I am desperately alone and feel like I'm going crazy. Ugh.

You once talked to me about love And you painted pictures of a Never-Never Land And I could've gone to that place But I didn't understand

plea from a cat named virtue

We have fist fights through telephone lines. We create the makings of a long night in early afternoon. We're strung along and out of tune. Vulnerable and exposed; a familiar repose. I never saw the curtains draw like they did, last night. It was on a different channel but it was the same show. Excavate these bones, tonight; A hole once carved, you crawl back in and seal it tight. What you don't know is I had the locks changed after the last time. Tread softly upon this fragility- the antiquity of it all is almost too much to bare. Reap swiftly the seedlings- let them bloom and blossom in repair.

Jun. 29th, 2009

I'm scared that when I finally realize I need you that you'll be gone- I'm scared that when I finally write to you my feelings that you'll be someone else's song. In this room alone I ask for space, and when we hang up the phone these four walls tend to asphyxiate. But it's a chance I have to take, it's a regret I have to create; it's an apology I have yet to make. So please forgive me in advance; my stubborn, selfish sleight of hand. Tonight, I will sleep, but only because of excessive intoxication and excessive mental fatigue.
Was hoping the computer would be off so I had a few extra minutes to think about what I wanted to write. Unfortunately, it was already on – so, here I am and here we are. What is it about the rejects, the addicts, the alcoholics, the liars, the bulimics, and the people with constant chaos in their life that I cannot escape? What attracts them to me? Better yet, what attracts me to them? I really don’t understand it and I think I’m ready to just shut myself down, again. At least until I meet new people which I don’t foresee happening soon due to my social anxiety. What happens when the new batch of people come walking through the door with the same emotional baggage? I just feel like I’m in a very cruel cycle that I cannot escape. I want to leave but that is not an option. Well, it is, but whom would I go with? I don’t want to go alone though I would prefer it. I guess I could. I want to see snow. I want to slide down a mountain on some vessel below my feet. I want to feel a winter so cold that I turn red and sweat. I want to see a piece of the country so desolate and so obsolete that I feel lost. I want to drive far away with just cigarettes and my debit card. This feeling will pass, and I know – for tomorrow, I have to go to work. But just for one hour I was peaceful internally because I thought about the possibilities. The chance to reinvent myself and the chance to finally forget.

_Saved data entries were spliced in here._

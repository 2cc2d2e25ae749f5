use axum::{
    Form, Router,
    extract::State,
    http::{HeaderMap, HeaderValue, StatusCode, header},
    response::{Html, IntoResponse, Redirect, Response},
    routing::{get, post},
};
use lazy_static::lazy_static;
use log::{error, info};
use serde::{Deserialize, Serialize};
use std::collections::HashMap;
use std::sync::{Arc, Mutex};
use std::time::{Duration, Instant};
use tera::{Context, Tera};

use crate::error::WorkflowError;
use crate::process::CommandRunner;
use crate::session::SessionId;
use crate::workflow::{ConnectRequest, Workflow};

pub const SESSION_COOKIE: &str = "wifi_switcher_session";

const EVICTION_INTERVAL: Duration = Duration::from_secs(60);

lazy_static! {
    pub static ref TEMPLATES: Tera = {
        let mut tera = Tera::default();
        if let Err(e) = tera.add_raw_template("index.html", include_str!("../templates/index.html")) {
            error!("Template parsing error: {}", e);
            std::process::exit(1);
        }
        tera.autoescape_on(vec![".html"]);
        tera
    };
}

pub struct ServerConfig {
    pub port: u16,
    pub session_ttl: Duration,
}

/// One-shot message shown on the next page render.
#[derive(Debug, Clone, PartialEq, Eq, Serialize)]
pub struct Flash {
    pub category: &'static str,
    pub message: String,
}

impl Flash {
    fn success(message: String) -> Self {
        Flash {
            category: "success",
            message,
        }
    }

    /// Picks a category per failing stage so the operator can tell them apart.
    fn from_error(err: &WorkflowError) -> Self {
        let category = match err {
            WorkflowError::Validation(_) => "invalid",
            WorkflowError::Scan(_) => "scan-error",
            WorkflowError::CredentialSave(_) | WorkflowError::RoleConfigSave(_) => "storage-error",
            WorkflowError::Launch(_) => "connect-error",
        };
        Flash {
            category,
            message: err.to_string(),
        }
    }
}

pub struct AppState<R> {
    workflow: Arc<Workflow<R>>,
    flashes: Mutex<HashMap<SessionId, (Vec<Flash>, Instant)>>,
}

impl<R: CommandRunner> AppState<R> {
    pub fn new(workflow: Arc<Workflow<R>>) -> Self {
        Self {
            workflow,
            flashes: Mutex::new(HashMap::new()),
        }
    }

    fn push_flash(&self, session: &SessionId, flash: Flash) {
        let mut flashes = self.flashes.lock().unwrap_or_else(|e| e.into_inner());
        let entry = flashes
            .entry(session.clone())
            .or_insert_with(|| (Vec::new(), Instant::now()));
        entry.0.push(flash);
        entry.1 = Instant::now();
    }

    fn take_flashes(&self, session: &SessionId) -> Vec<Flash> {
        self.flashes
            .lock()
            .unwrap_or_else(|e| e.into_inner())
            .remove(session)
            .map(|(flashes, _)| flashes)
            .unwrap_or_default()
    }

    fn evict_expired(&self, ttl: Duration) {
        self.workflow.evict_expired(ttl);
        self.flashes
            .lock()
            .unwrap_or_else(|e| e.into_inner())
            .retain(|_, (_, stored)| stored.elapsed() <= ttl);
    }
}

#[derive(Debug, Deserialize)]
struct ScanForm {
    #[serde(default)]
    interface: String,
}

#[derive(Deserialize)]
struct ConnectForm {
    #[serde(default)]
    interface: String,
    #[serde(default)]
    ssid: String,
    #[serde(default)]
    password: String,
    #[serde(default)]
    uplink: String,
    #[serde(default)]
    hotspot: String,
}

pub fn router<R: CommandRunner>(state: Arc<AppState<R>>) -> Router {
    Router::new()
        .route("/", get(index_handler::<R>))
        .route("/scan", post(scan_handler::<R>))
        .route("/connect", post(connect_handler::<R>))
        .route("/reset", post(reset_handler::<R>))
        .with_state(state)
}

pub async fn run_server<R: CommandRunner>(
    workflow: Arc<Workflow<R>>,
    config: ServerConfig,
) -> anyhow::Result<()> {
    let state = Arc::new(AppState::new(workflow));

    let evictor = Arc::clone(&state);
    let ttl = config.session_ttl;
    tokio::spawn(async move {
        let mut interval = tokio::time::interval(EVICTION_INTERVAL);
        loop {
            interval.tick().await;
            evictor.evict_expired(ttl);
        }
    });

    let app = router(state);

    let addr = format!("0.0.0.0:{}", config.port);
    info!("Starting server at http://localhost:{}", config.port);

    let listener = tokio::net::TcpListener::bind(&addr).await?;
    axum::serve(listener, app).await?;

    Ok(())
}

async fn index_handler<R: CommandRunner>(
    State(state): State<Arc<AppState<R>>>,
    headers: HeaderMap,
) -> Response {
    let (session, is_new) = session_or_new(&headers);
    let context = page_context(&state, &session);

    let response = match TEMPLATES.render("index.html", &context) {
        Ok(html) => Html(html).into_response(),
        Err(e) => {
            error!("Template render error: {}", e);
            (StatusCode::INTERNAL_SERVER_ERROR, "Template error").into_response()
        }
    };
    with_session_cookie(response, &session, is_new)
}

async fn scan_handler<R: CommandRunner>(
    State(state): State<Arc<AppState<R>>>,
    headers: HeaderMap,
    Form(form): Form<ScanForm>,
) -> Response {
    let (session, is_new) = session_or_new(&headers);

    // Detached so a browser disconnect does not abort the privileged process
    let workflow = Arc::clone(&state.workflow);
    let task_session = session.clone();
    let outcome =
        tokio::spawn(async move { workflow.scan(&task_session, &form.interface).await }).await;

    let flash = match outcome {
        Ok(Ok(scan)) => Flash::success(format!(
            "Found {} network(s) on {}",
            scan.networks.len(),
            scan.interface
        )),
        Ok(Err(e)) => Flash::from_error(&e),
        Err(e) => internal_error("scan", e),
    };
    state.push_flash(&session, flash);

    with_session_cookie(Redirect::to("/").into_response(), &session, is_new)
}

async fn connect_handler<R: CommandRunner>(
    State(state): State<Arc<AppState<R>>>,
    headers: HeaderMap,
    Form(form): Form<ConnectForm>,
) -> Response {
    let (session, is_new) = session_or_new(&headers);
    let request = ConnectRequest {
        interface: form.interface,
        ssid: form.ssid,
        secret: form.password,
        uplink: form.uplink,
        hotspot: form.hotspot,
    };

    let workflow = Arc::clone(&state.workflow);
    let task_session = session.clone();
    let outcome =
        tokio::spawn(async move { workflow.connect(&task_session, &request).await }).await;

    let flash = match outcome {
        Ok(Ok(attempt)) => Flash::success(format!(
            "Connected to '{}': uplink {}, hotspot {}",
            attempt.ssid, attempt.roles.uplink_interface, attempt.roles.hotspot_interface
        )),
        Ok(Err(e)) => Flash::from_error(&e),
        Err(e) => internal_error("connect", e),
    };
    state.push_flash(&session, flash);

    with_session_cookie(Redirect::to("/").into_response(), &session, is_new)
}

async fn reset_handler<R: CommandRunner>(
    State(state): State<Arc<AppState<R>>>,
    headers: HeaderMap,
) -> Response {
    let (session, is_new) = session_or_new(&headers);
    state.workflow.reset(&session);
    with_session_cookie(Redirect::to("/").into_response(), &session, is_new)
}

fn internal_error(stage: &str, err: tokio::task::JoinError) -> Flash {
    error!("{} task failed: {}", stage, err);
    Flash {
        category: "error",
        message: format!("Internal error during {}", stage),
    }
}

fn page_context<R: CommandRunner>(state: &AppState<R>, session: &SessionId) -> Context {
    let workflow = &state.workflow;
    let scan = workflow.last_scan(session);
    let roles = workflow.saved_roles();

    let mut context = Context::new();
    context.insert("flashes", &state.take_flashes(session));
    context.insert("state", &workflow.state(session).to_string());
    context.insert("interfaces", &workflow.interfaces());
    context.insert("devices", &workflow.devices());
    context.insert("scan_interface", &scan.as_ref().map(|s| s.interface.clone()));
    context.insert(
        "networks",
        &scan.as_ref().map(|s| s.networks.clone()).unwrap_or_default(),
    );
    context.insert("uplink", &roles.as_ref().map(|r| r.uplink_interface.clone()));
    context.insert("hotspot", &roles.as_ref().map(|r| r.hotspot_interface.clone()));
    context
}

fn session_from(headers: &HeaderMap) -> Option<SessionId> {
    headers
        .get_all(header::COOKIE)
        .iter()
        .filter_map(|value| value.to_str().ok())
        .flat_map(|value| value.split(';'))
        .filter_map(|pair| pair.trim().split_once('='))
        .find(|(name, _)| *name == SESSION_COOKIE)
        .and_then(|(_, value)| SessionId::parse(value))
}

/// The request's session, or a new one when the cookie is missing or invalid.
fn session_or_new(headers: &HeaderMap) -> (SessionId, bool) {
    match session_from(headers) {
        Some(session) => (session, false),
        None => (SessionId::generate(), true),
    }
}

fn with_session_cookie(mut response: Response, session: &SessionId, is_new: bool) -> Response {
    if is_new {
        let cookie = format!("{SESSION_COOKIE}={session}; Path=/; HttpOnly; SameSite=Strict");
        match HeaderValue::from_str(&cookie) {
            Ok(value) => {
                response.headers_mut().append(header::SET_COOKIE, value);
            }
            Err(e) => error!("Invalid session cookie: {}", e),
        }
    }
    response
}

I want sentence fragments to be an accepted part of the English language because sometimes they read more poetic than any properly structured string of words ever could. I want clarity and I want adventure. I want simplicity and I want beauty. I want

(sometimes)

Life is a test and I get bad marks.

effing good.

the future

I think I've found the missing link

And my love for you is trapped like a bird in the cage singing a swan's song before the grave but each day the latch becomes a little looser and soon I'll be out- you're a catch and my future- without a doubt you're the seed I can plant that can perpetually sprout.

hello world

I am slightly drunk and the moon is full.